I have been having wonderful conversations with Phyllis Hendry, CEO of Lead Like Jesus, the Ministry founded by Ken Blanchard and Phil Hodges. Recently she told me of an exercise that they use to help people get in touch with and come from their hearts, before they start coming from their heads.

In this exercise you ask people: "What do you wish your parents had told you as a child? What difference would it have made to your life and how you feel about yourself?"

I recently asked that to a client who was raised in the not so unusual setting of one parent who was overly critical and one who was overly emotional.

He paused for a good chunk of time and responded: "What I wanted to hear is different than what I needed to hear."

I asked him to explain. And he did...

"What I wanted to hear more of was 'It will be okay,' when I messed up or was upset about something and 'That's terrific, you're great!' when I did something well. That would have helped me feel protected and certainly would have been better than feeling put down which happened a lot.

But what I needed to hear was, 'I see that you're upset about something, tell me what happened (said with compassion),' or 'Wow, I see that you're really excited about something, tell me what happened (said with enthusiasm).' By having my feelings seen and validated and by being able to tell the entire story of what led to my feeling that way and then have my parent talk with me about it, I would have learned to be competent and confident.

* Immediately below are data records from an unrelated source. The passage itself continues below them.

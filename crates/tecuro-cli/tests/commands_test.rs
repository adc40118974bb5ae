use assert_cmd::Command;
use predicates::prelude::*;
use tecuro_testing::TestWorld;

#[allow(deprecated)]
fn tecuro(world: &TestWorld) -> Command {
    let mut cmd = Command::cargo_bin("tecuro").unwrap();
    world.configure_command(&mut cmd);
    cmd
}

#[test]
fn test_featured_products_default_limit() {
    let world = TestWorld::new().with_sample_catalog();

    tecuro(&world)
        .args(["featured", "products"])
        .assert()
        .success()
        .stdout(predicate::str::contains("1. Barrier Balm"))
        .stdout(predicate::str::contains("3. azure Mist"))
        .stdout(predicate::str::contains("4.").not());
}

#[test]
fn test_featured_limit_from_config() {
    let world = TestWorld::new()
        .with_sample_catalog()
        .with_config("featured_limit = 2\n");

    tecuro(&world)
        .args(["featured", "products"])
        .assert()
        .success()
        .stdout(predicate::str::contains("2. Clarifying Gel"))
        .stdout(predicate::str::contains("3.").not());
}

#[test]
fn test_featured_suits_with_limit() {
    let world = TestWorld::new().with_sample_catalog();

    tecuro(&world)
        .args(["featured", "suits", "--limit", "1"])
        .assert()
        .success()
        .stdout("1. Calm Suit [calm]\n");
}

#[test]
fn test_featured_without_data_fails() {
    let world = TestWorld::new();

    tecuro(&world)
        .args(["featured", "products"])
        .assert()
        .failure()
        .stderr(predicate::str::contains("Error: Failed to load"))
        .stderr(predicate::str::contains("products.json"));
}

#[test]
fn test_glossary_search() {
    let world = TestWorld::new().with_sample_catalog();

    tecuro(&world)
        .args(["glossary", "vitamin"])
        .assert()
        .success()
        .stdout(predicate::str::contains("Retinol (Vitamin A)"))
        .stdout(predicate::str::contains("Niacinamide (Vitamin B3)"))
        .stdout(predicate::str::contains("Squalane").not());
}

#[test]
fn test_glossary_lists_everything_without_query() -> anyhow::Result<()> {
    let world = TestWorld::new().with_sample_catalog();

    let json = world.run_json(&["glossary"])?.json()?;

    let hits = json["content"]["hits"].as_array().map_or(0, Vec::len);
    assert_eq!(hits, 4);
    assert_eq!(json["content"]["hits"][0]["name"], "Retinol");
    Ok(())
}

#[test]
fn test_glossary_no_match() {
    let world = TestWorld::new().with_sample_catalog();

    tecuro(&world)
        .args(["glossary", "zzzzzz"])
        .assert()
        .success()
        .stdout("No ingredients match.\n");
}

#[test]
fn test_subscribe_success() -> anyhow::Result<()> {
    let world = TestWorld::new();

    let result = world.run(&["subscribe", "--email", "a@b.co", "--consent"])?;

    assert!(result.success());
    insta::assert_snapshot!(result.stdout().trim(), @"Thanks for subscribing!");
    Ok(())
}

#[test]
fn test_subscribe_rejected() {
    let world = TestWorld::new();

    tecuro(&world)
        .args(["subscribe", "--email", "nope"])
        .assert()
        .failure()
        .stdout("Enter a valid email. Please agree to receive emails.\n")
        .stderr(predicate::str::contains("Error: subscription was not accepted"));
}

#[test]
fn test_subscribe_json() -> anyhow::Result<()> {
    let world = TestWorld::new();

    let result = world.run_json(&["subscribe", "--email", "a@b.co"])?;

    assert!(!result.success());
    let json = result.json()?;
    assert_eq!(json["content"]["success"], false);
    assert_eq!(json["content"]["message"], "Please agree to receive emails.");
    assert_eq!(json["content"]["color"], "#7f1d1d");
    Ok(())
}

#[test]
fn test_rust_log_overrides_log_level() -> anyhow::Result<()> {
    let world = TestWorld::new()
        .with_sample_catalog()
        .with_env("RUST_LOG", "tecuro_runtime=debug");

    let result = world.run(&["browse"])?;

    assert!(result.success(), "stderr: {}", result.stderr());
    assert!(result.stderr().contains("reading resource"));
    assert!(result.stderr().contains("catalog loaded"));
    Ok(())
}

#[test]
fn test_default_log_level_is_quiet() -> anyhow::Result<()> {
    let world = TestWorld::new().with_sample_catalog();

    let result = world.run(&["browse"])?;

    assert!(result.success());
    assert!(!result.stderr().contains("catalog loaded"));
    Ok(())
}
//! Approximate search over the ingredient glossary.
//!
//! Every searchable field (name, aliases, tags) is scored against the query
//! on a 0.0 (exact substring) to 1.0 (nothing in common) scale. The query is
//! slid across longer fields so a typo inside a long name still scores well.
//! An ingredient matches when its best field is at or under the threshold.

use serde::Serialize;

use tecuro_types::Ingredient;

/// Maximum accepted score
pub const DEFAULT_THRESHOLD: f64 = 0.3;

#[derive(Debug, Clone, Serialize)]
pub struct SearchHit<'a> {
    pub ingredient: &'a Ingredient,
    pub score: f64,
}

#[derive(Debug, Clone)]
pub struct Glossary {
    entries: Vec<Ingredient>,
    threshold: f64,
}

impl Default for Glossary {
    fn default() -> Self {
        Self::new(Vec::new())
    }
}

impl Glossary {
    pub fn new(entries: Vec<Ingredient>) -> Self {
        Self {
            entries,
            threshold: DEFAULT_THRESHOLD,
        }
    }

    pub fn with_threshold(mut self, threshold: f64) -> Self {
        self.threshold = threshold.clamp(0.0, 1.0);
        self
    }

    pub fn entries(&self) -> &[Ingredient] {
        &self.entries
    }

    pub fn threshold(&self) -> f64 {
        self.threshold
    }

    pub fn is_empty(&self) -> bool {
        self.entries.is_empty()
    }

    /// Matching entries, best first; ties keep glossary order.
    ///
    /// A blank query matches everything with a perfect score.
    pub fn search(&self, query: &str) -> Vec<SearchHit<'_>> {
        let query = query.trim();
        if query.is_empty() {
            return self
                .entries
                .iter()
                .map(|ingredient| SearchHit {
                    ingredient,
                    score: 0.0,
                })
                .collect();
        }

        let needle: Vec<char> = query.chars().flat_map(char::to_lowercase).collect();
        let mut hits: Vec<SearchHit<'_>> = self
            .entries
            .iter()
            .filter_map(|ingredient| {
                let score = ingredient
                    .search_fields()
                    .map(|field| field_score(&needle, field))
                    .fold(1.0_f64, f64::min);
                (score <= self.threshold).then_some(SearchHit { ingredient, score })
            })
            .collect();

        hits.sort_by(|a, b| a.score.total_cmp(&b.score));
        hits
    }

    /// Entries to display for a search box value.
    pub fn filter(&self, query: &str) -> Vec<&Ingredient> {
        self.search(query)
            .into_iter()
            .map(|hit| hit.ingredient)
            .collect()
    }
}

fn field_score(needle: &[char], field: &str) -> f64 {
    let haystack: Vec<char> = field.chars().flat_map(char::to_lowercase).collect();
    if haystack.is_empty() {
        return 1.0;
    }
    if haystack.windows(needle.len()).any(|w| w == needle) {
        return 0.0;
    }

    let query: String = needle.iter().collect();
    if haystack.len() <= needle.len() {
        let whole: String = haystack.iter().collect();
        return 1.0 - strsim::normalized_levenshtein(&query, &whole);
    }

    // Windows one shorter and one longer than the query absorb a dropped
    // or doubled letter.
    let lengths = [needle.len().saturating_sub(1), needle.len(), needle.len() + 1];
    let mut best = 0.0_f64;
    for len in lengths.into_iter().filter(|&len| len > 0 && len <= haystack.len()) {
        for window in haystack.windows(len) {
            let candidate: String = window.iter().collect();
            best = best.max(strsim::normalized_levenshtein(&query, &candidate));
        }
    }
    1.0 - best
}
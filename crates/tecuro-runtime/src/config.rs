use crate::Result;
use serde::{Deserialize, Serialize};
use std::path::{Path, PathBuf};
use std::time::Duration;

/// Resolve the config file path based on priority:
/// 1. Explicit path (with tilde expansion)
/// 2. TECURO_CONFIG environment variable (with tilde expansion)
/// 3. System config directory (`<config_dir>/tecuro/config.toml`)
///
/// Returns `None` when none of these is available; callers then run on defaults.
pub fn resolve_config_path(explicit_path: Option<&str>) -> Option<PathBuf> {
    if let Some(path) = explicit_path {
        return Some(expand_tilde(path));
    }

    if let Ok(env_path) = std::env::var("TECURO_CONFIG") {
        return Some(expand_tilde(&env_path));
    }

    dirs::config_dir().map(|dir| dir.join("tecuro").join("config.toml"))
}

/// Expand tilde (~) in paths to the user's home directory
pub fn expand_tilde(path: &str) -> PathBuf {
    if let Some(stripped) = path.strip_prefix("~/")
        && let Some(home) = dirs::home_dir()
    {
        return home.join(stripped);
    }
    PathBuf::from(path)
}

#[derive(Debug, Clone, PartialEq, Serialize, Deserialize)]
#[serde(default)]
pub struct Config {
    /// Directory or http(s) base URL holding `products.json`, `suits.json`
    /// and `ingredients.json`
    pub data_root: String,
    /// Page path the product browser lives at
    pub default_path: String,
    pub featured_limit: usize,
    pub search_debounce_ms: u64,
    pub search_threshold: f64,
}

impl Default for Config {
    fn default() -> Self {
        Self {
            data_root: "./assets/data".to_string(),
            default_path: "/products.html".to_string(),
            featured_limit: tecuro_engine::DEFAULT_FEATURED_LIMIT,
            search_debounce_ms: 200,
            search_threshold: tecuro_engine::DEFAULT_THRESHOLD,
        }
    }
}

impl Config {
    /// Load from the resolved path, or defaults when there is none.
    pub fn load(explicit_path: Option<&str>) -> Result<Self> {
        match resolve_config_path(explicit_path) {
            Some(path) => Self::load_from(&path),
            None => Ok(Self::default()),
        }
    }

    pub fn load_from(path: &Path) -> Result<Self> {
        if !path.exists() {
            return Ok(Self::default());
        }

        let content = std::fs::read_to_string(path)?;
        let config: Config = toml::from_str(&content)?;
        Ok(config)
    }

    pub fn save_to(&self, path: &Path) -> Result<()> {
        if let Some(parent) = path.parent() {
            std::fs::create_dir_all(parent)?;
        }

        let content = toml::to_string_pretty(self)?;
        std::fs::write(path, content)?;
        Ok(())
    }

    pub fn search_debounce(&self) -> Duration {
        Duration::from_millis(self.search_debounce_ms)
    }

    pub fn with_data_root(mut self, data_root: impl Into<String>) -> Self {
        self.data_root = data_root.into();
        self
    }
}

#[cfg(test)]
mod tests {
    use super::*;
    use tempfile::TempDir;

    #[test]
    fn test_config_default() {
        let config = Config::default();
        assert_eq!(config.data_root, "./assets/data");
        assert_eq!(config.featured_limit, 3);
        assert_eq!(config.search_debounce(), Duration::from_millis(200));
    }

    #[test]
    fn test_config_save_and_load() -> Result<()> {
        let temp_dir = TempDir::new()?;
        let config_path = temp_dir.path().join("nested/config.toml");

        let config = Config {
            featured_limit: 6,
            ..Config::default()
        }
        .with_data_root("https://cdn.example.com/data");

        config.save_to(&config_path)?;
        assert!(config_path.exists());

        let loaded = Config::load_from(&config_path)?;
        assert_eq!(loaded, config);

        Ok(())
    }

    #[test]
    fn test_partial_file_keeps_defaults() -> Result<()> {
        let temp_dir = TempDir::new()?;
        let config_path = temp_dir.path().join("config.toml");
        std::fs::write(&config_path, "search_debounce_ms = 50\n")?;

        let loaded = Config::load_from(&config_path)?;
        assert_eq!(loaded.search_debounce_ms, 50);
        assert_eq!(loaded.default_path, "/products.html");

        Ok(())
    }

    #[test]
    fn test_load_nonexistent_returns_default() -> Result<()> {
        let temp_dir = TempDir::new()?;
        let config_path = temp_dir.path().join("nonexistent.toml");

        let config = Config::load_from(&config_path)?;
        assert_eq!(config, Config::default());

        Ok(())
    }

    #[test]
    fn test_invalid_toml_is_config_error() -> Result<()> {
        let temp_dir = TempDir::new()?;
        let config_path = temp_dir.path().join("config.toml");
        std::fs::write(&config_path, "featured_limit = \"many\"")?;

        let err = Config::load_from(&config_path).unwrap_err();
        assert!(matches!(err, crate::Error::Config(_)));

        Ok(())
    }

    #[test]
    fn test_expand_tilde() {
        assert_eq!(expand_tilde("/srv/data"), PathBuf::from("/srv/data"));
        assert_eq!(expand_tilde("data/~/x"), PathBuf::from("data/~/x"));
        if let Some(home) = dirs::home_dir() {
            assert_eq!(expand_tilde("~/catalog"), home.join("catalog"));
        }
    }

    #[test]
    fn test_explicit_path_wins() {
        let path = resolve_config_path(Some("/etc/tecuro.toml"));
        assert_eq!(path, Some(PathBuf::from("/etc/tecuro.toml")));
    }
}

I think the reason I have low self-esteem is not actually that they didn't say great and reassuring things to me, but that they didn't care enough to take the time to listen to me."*

Caring comes not from what you say to your child, but what you enable them to say to you that's weighing on their minds, hearts and souls and and then how you hear them out so that instead of their feeling dismissed and not worth your time, they feel understood, feel felt, feel less alone and feel worthy.

* I can't think of a better story to emphasize how important listening is. It's another reason I am so glad that I wrote "Just Listen" and am so pleased that it is being translated into Chinese (this month), Russian, Korean, Japanese, Polish, Turkish, Vietnamese.